Un navire de guerre américain a été déployé ce mardi 3 février au large de Port-au-Prince, tandis que deux patrouilleurs des garde-côtes des États-Unis sont déjà dans les environs immédiats de la capitale haïtienne. Cette présence militaire survient dans un contexte de fortes tensions politiques, à l’approche du 7 février, date marquant la fin du mandat du Conseil présidentiel de transition (CPT), composé de neuf membres.
Selon les informations rapportées par le journal américain Miami Herald, ce déploiement naval intervient alors que les autorités américaines ont multiplié les avertissements à l’endroit de certains membres du CPT, leur rappelant que leur mandat prendra fin à cette échéance constitutionnelle.
Selon les déclarations récentes des membres du Conseil Présidentiel de Transition, le CPT ira le 7 février 2026. Toutefois, des membres du CPT continuent à s’impliquer dans des discussions et des manœuvres liées à la transition politique, au mépris des mises en garde de l’administration américaine.
Le navire mentionné, l’USS Stockdale, est un destroyer lance-missiles de classe Arleigh Burke, faisant partie des bâtiments de guerre déployés par l’administration américaine dans la région caraïbéenne.
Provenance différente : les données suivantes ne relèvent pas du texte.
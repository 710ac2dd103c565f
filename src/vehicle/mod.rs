//! Vehicle capability surface.
//!
//! The attack engine consumes vehicles through the [`Vehicle`] trait: a
//! small capability contract covering telemetry reads, mode control,
//! parameter access, mission waypoint lookup, and raw positioning-record
//! injection. Connections are produced by a [`VehicleConnector`], owned
//! by the process entry point and handed to the control surface; the
//! engine never holds a global connection.

pub mod sim;

use std::sync::Arc;
use std::time::Duration;

use async_trait::async_trait;
use serde::Serialize;
use tracing::{info, warn};

use crate::error::VehicleError;
use crate::fix::FixFrame;

pub use sim::{SimConnector, SimVehicle};

// ============================================================================
// Simulator Parameter Keys
// ============================================================================

/// Simulated-GPS glitch offset, north/latitude axis (degrees).
pub const GLITCH_NORTH_PARAM: &str = "SIM_GPS1_GLTCH_X";

/// Simulated-GPS glitch offset, east/longitude axis (degrees).
pub const GLITCH_EAST_PARAM: &str = "SIM_GPS1_GLTCH_Y";

/// EKF failsafe sensitivity threshold. Raised during a hijack so the
/// discontinuous position jump is not rejected as a fault.
pub const EKF_FAILSAFE_PARAM: &str = "FS_EKF_THRESH";

/// Simulated-GPS source selector; `1` is the internal/default channel.
pub const GPS_SOURCE_PARAM: &str = "GPS1_TYPE";

/// Value of [`GPS_SOURCE_PARAM`] selecting the internal simulator channel.
pub const GPS_SOURCE_INTERNAL: f64 = 1.0;

// ============================================================================
// Shared Types
// ============================================================================

/// A position in the global frame.
#[derive(Debug, Clone, Copy, PartialEq, Serialize)]
pub struct GlobalPosition {
    /// Latitude in degrees.
    pub lat: f64,
    /// Longitude in degrees.
    pub lon: f64,
    /// Altitude in meters.
    pub alt: f64,
}

/// Flight mode of the vehicle.
#[derive(Debug, Clone, PartialEq, Eq)]
pub enum FlightMode {
    /// Operator-guided mode used for arming and takeoff.
    Guided,
    /// Holds a fixed position, counteracting perceived drift.
    PositionHold,
    /// Autonomous waypoint-following mode.
    Auto,
    /// Any mode this tool does not exploit.
    Other(String),
}

impl FlightMode {
    /// Canonical mode name as reported over telemetry.
    #[must_use]
    pub fn name(&self) -> &str {
        match self {
            Self::Guided => "GUIDED",
            Self::PositionHold => "POSHOLD",
            Self::Auto => "AUTO",
            Self::Other(name) => name.as_str(),
        }
    }
}

impl std::fmt::Display for FlightMode {
    fn fmt(&self, f: &mut std::fmt::Formatter<'_>) -> std::fmt::Result {
        f.write_str(self.name())
    }
}

/// Coarse GPS solution quality.
#[derive(Debug, Clone, Copy, PartialEq, Eq, Serialize)]
pub struct GpsInfo {
    /// Fix type (0 = no fix, 2 = 2D, 3 = 3D).
    pub fix_type: u8,
    /// Number of visible satellites.
    pub satellites_visible: u8,
}

/// One mission waypoint.
#[derive(Debug, Clone, Copy, PartialEq)]
pub struct Waypoint {
    /// Sequence number within the mission.
    pub seq: u16,
    /// Latitude in degrees.
    pub lat: f64,
    /// Longitude in degrees.
    pub lon: f64,
    /// Altitude in meters.
    pub alt: f64,
}

/// Shared handle to a connected vehicle.
pub type SharedVehicle = Arc<dyn Vehicle>;

// ============================================================================
// Capability Traits
// ============================================================================

/// Capability contract a connected vehicle must provide.
///
/// Every operation returns an explicit `Result`; attribute-style access
/// that can silently fail has no place at this seam.
#[async_trait]
pub trait Vehicle: Send + Sync {
    /// Whether the motors are armed.
    async fn armed(&self) -> Result<bool, VehicleError>;

    /// Whether the vehicle is healthy enough to arm.
    async fn is_armable(&self) -> Result<bool, VehicleError>;

    /// Arms the motors.
    async fn arm(&self) -> Result<(), VehicleError>;

    /// Current flight mode.
    async fn mode(&self) -> Result<FlightMode, VehicleError>;

    /// Requests a flight mode change.
    async fn set_mode(&self, mode: FlightMode) -> Result<(), VehicleError>;

    /// Position in the global frame.
    async fn global_position(&self) -> Result<GlobalPosition, VehicleError>;

    /// Altitude above the home position in meters.
    async fn relative_altitude(&self) -> Result<f64, VehicleError>;

    /// GPS solution quality.
    async fn gps_info(&self) -> Result<GpsInfo, VehicleError>;

    /// Commands a takeoff to the given relative altitude.
    async fn takeoff(&self, target_alt: f64) -> Result<(), VehicleError>;

    /// Reads a named parameter.
    async fn param(&self, key: &str) -> Result<f64, VehicleError>;

    /// Writes a named parameter.
    async fn set_param(&self, key: &str, value: f64) -> Result<(), VehicleError>;

    /// Downloads the mission and returns the currently targeted waypoint,
    /// or `None` when no mission is active.
    async fn current_waypoint(&self) -> Result<Option<Waypoint>, VehicleError>;

    /// Injects a raw positioning record.
    ///
    /// Links that require the extended layout reject base frames with
    /// [`VehicleError::UnsupportedFixLayout`].
    async fn send_fix(&self, frame: &FixFrame) -> Result<(), VehicleError>;
}

/// Produces vehicle connections from an operator-supplied address.
#[async_trait]
pub trait VehicleConnector: Send + Sync {
    /// Connects to the vehicle at `address`.
    ///
    /// # Errors
    ///
    /// Returns [`VehicleError::ConnectionFailed`] with a message suitable
    /// for surfacing to the operator.
    async fn connect(&self, address: &str) -> Result<SharedVehicle, VehicleError>;
}

// ============================================================================
// Takeoff Sequence
// ============================================================================

/// Runs the arm/takeoff/mode-switch sequence that stages a position-hold
/// drift scenario: guided mode, arm, wait for motors, take off, wait for
/// 95% of the target altitude, then switch to position-hold.
///
/// Intended to run as a background task; the HTTP handler acknowledges
/// before this completes.
///
/// # Errors
///
/// Returns the first vehicle command failure, or [`VehicleError::Timeout`]
/// when arming or the climb do not complete within `timeout`.
pub async fn takeoff_sequence(
    vehicle: SharedVehicle,
    target_alt: f64,
    timeout: Duration,
) -> Result<(), VehicleError> {
    vehicle.set_mode(FlightMode::Guided).await?;
    vehicle.arm().await?;

    let armed_wait = async {
        while !vehicle.armed().await? {
            tokio::time::sleep(Duration::from_millis(100)).await;
        }
        Ok::<(), VehicleError>(())
    };
    tokio::time::timeout(timeout, armed_wait)
        .await
        .map_err(|_| VehicleError::Timeout("waiting for motors to arm".to_string()))??;

    info!(target_alt, "motors armed, taking off");
    vehicle.takeoff(target_alt).await?;

    let climb_wait = async {
        loop {
            if vehicle.relative_altitude().await? >= target_alt * 0.95 {
                return Ok::<(), VehicleError>(());
            }
            tokio::time::sleep(Duration::from_secs(1)).await;
        }
    };
    if let Err(e) = tokio::time::timeout(timeout, climb_wait).await {
        warn!("climb did not reach target altitude in time: {e}");
        return Err(VehicleError::Timeout(
            "waiting for target altitude".to_string(),
        ));
    }

    info!("altitude reached, switching to position hold");
    vehicle.set_mode(FlightMode::PositionHold).await
}

#[cfg(test)]
mod tests {
    use super::*;

    #[test]
    fn flight_mode_names() {
        assert_eq!(FlightMode::Guided.name(), "GUIDED");
        assert_eq!(FlightMode::PositionHold.name(), "POSHOLD");
        assert_eq!(FlightMode::Auto.name(), "AUTO");
        assert_eq!(FlightMode::Other("LOITER".to_string()).name(), "LOITER");
    }

    #[test]
    fn flight_mode_display_matches_name() {
        assert_eq!(FlightMode::Auto.to_string(), "AUTO");
    }

    #[tokio::test]
    async fn takeoff_sequence_reaches_position_hold() {
        let vehicle: SharedVehicle = Arc::new(SimVehicle::new());
        takeoff_sequence(Arc::clone(&vehicle), 15.0, Duration::from_secs(5))
            .await
            .expect("takeoff sequence");
        assert!(vehicle.armed().await.unwrap());
        assert_eq!(vehicle.mode().await.unwrap(), FlightMode::PositionHold);
        assert!(vehicle.relative_altitude().await.unwrap() >= 14.0);
    }

    #[tokio::test]
    async fn takeoff_sequence_propagates_arm_failure() {
        let sim = SimVehicle::new();
        sim.set_armable(false);
        let vehicle: SharedVehicle = Arc::new(sim);
        let err = takeoff_sequence(vehicle, 15.0, Duration::from_secs(1))
            .await
            .expect_err("arming should fail");
        assert!(matches!(err, VehicleError::CommandFailed(_)));
    }
}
Doté de systèmes de combat avancés, ce type de navire est conçu pour des missions polyvalentes, incluant la défense antiaérienne, la lutte de surface et la guerre antisous-marine.
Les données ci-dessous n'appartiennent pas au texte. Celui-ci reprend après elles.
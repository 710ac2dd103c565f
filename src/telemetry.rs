//! Telemetry snapshot served by `GET /status`.
//!
//! A read-only projection of the attack session plus live vehicle
//! telemetry. Recomputed on every query, never cached; individual reads
//! are best-effort so a flaky link degrades fields to `null` instead of
//! failing the whole status call.

use serde::Serialize;

use crate::attack::AttackMetrics;
use crate::vehicle::Vehicle;

/// One status response.
#[derive(Debug, Clone, Serialize)]
pub struct TelemetrySnapshot {
    /// Whether a vehicle is connected.
    pub connected: bool,
    /// Whether the motors are armed.
    #[serde(skip_serializing_if = "Option::is_none")]
    pub armed: Option<bool>,
    /// Current flight mode name.
    #[serde(skip_serializing_if = "Option::is_none")]
    pub mode: Option<String>,
    /// Relative altitude in meters.
    #[serde(skip_serializing_if = "Option::is_none")]
    pub alt: Option<f64>,
    /// GPS fix type.
    #[serde(skip_serializing_if = "Option::is_none")]
    pub gps_fix: Option<u8>,
    /// Visible satellite count.
    #[serde(skip_serializing_if = "Option::is_none")]
    pub satellites: Option<u8>,
    /// Attack session metrics.
    #[serde(skip_serializing_if = "Option::is_none")]
    pub attack_data: Option<AttackMetrics>,
}

impl TelemetrySnapshot {
    /// The snapshot reported when no vehicle is connected.
    #[must_use]
    pub const fn disconnected() -> Self {
        Self {
            connected: false,
            armed: None,
            mode: None,
            alt: None,
            gps_fix: None,
            satellites: None,
            attack_data: None,
        }
    }

    /// Collects a fresh snapshot from the vehicle and the session metrics.
    pub async fn collect(vehicle: &dyn Vehicle, attack: AttackMetrics) -> Self {
        let gps = vehicle.gps_info().await.ok();
        Self {
            connected: true,
            armed: vehicle.armed().await.ok(),
            mode: vehicle.mode().await.ok().map(|m| m.name().to_string()),
            alt: vehicle.relative_altitude().await.ok(),
            gps_fix: gps.map(|g| g.fix_type),
            satellites: gps.map(|g| g.satellites_visible),
            attack_data: Some(attack),
        }
    }
}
Haïti se trouve aujourd’hui à un carrefour critique, alors que les acteurs politiques peinent à s’entendre sur le mode de gouvernance à adopter après le 7 février. Au moins cinq groupes distincts participent actuellement à des discussions parallèles. Certains ont déjà choisi l’option de la cour se cassation comme le clan de l’ancien Sénateur Jean Renel Sénatus. Le dévolu est jeté sur le Président de la Cour Jean Joseph Lebrun.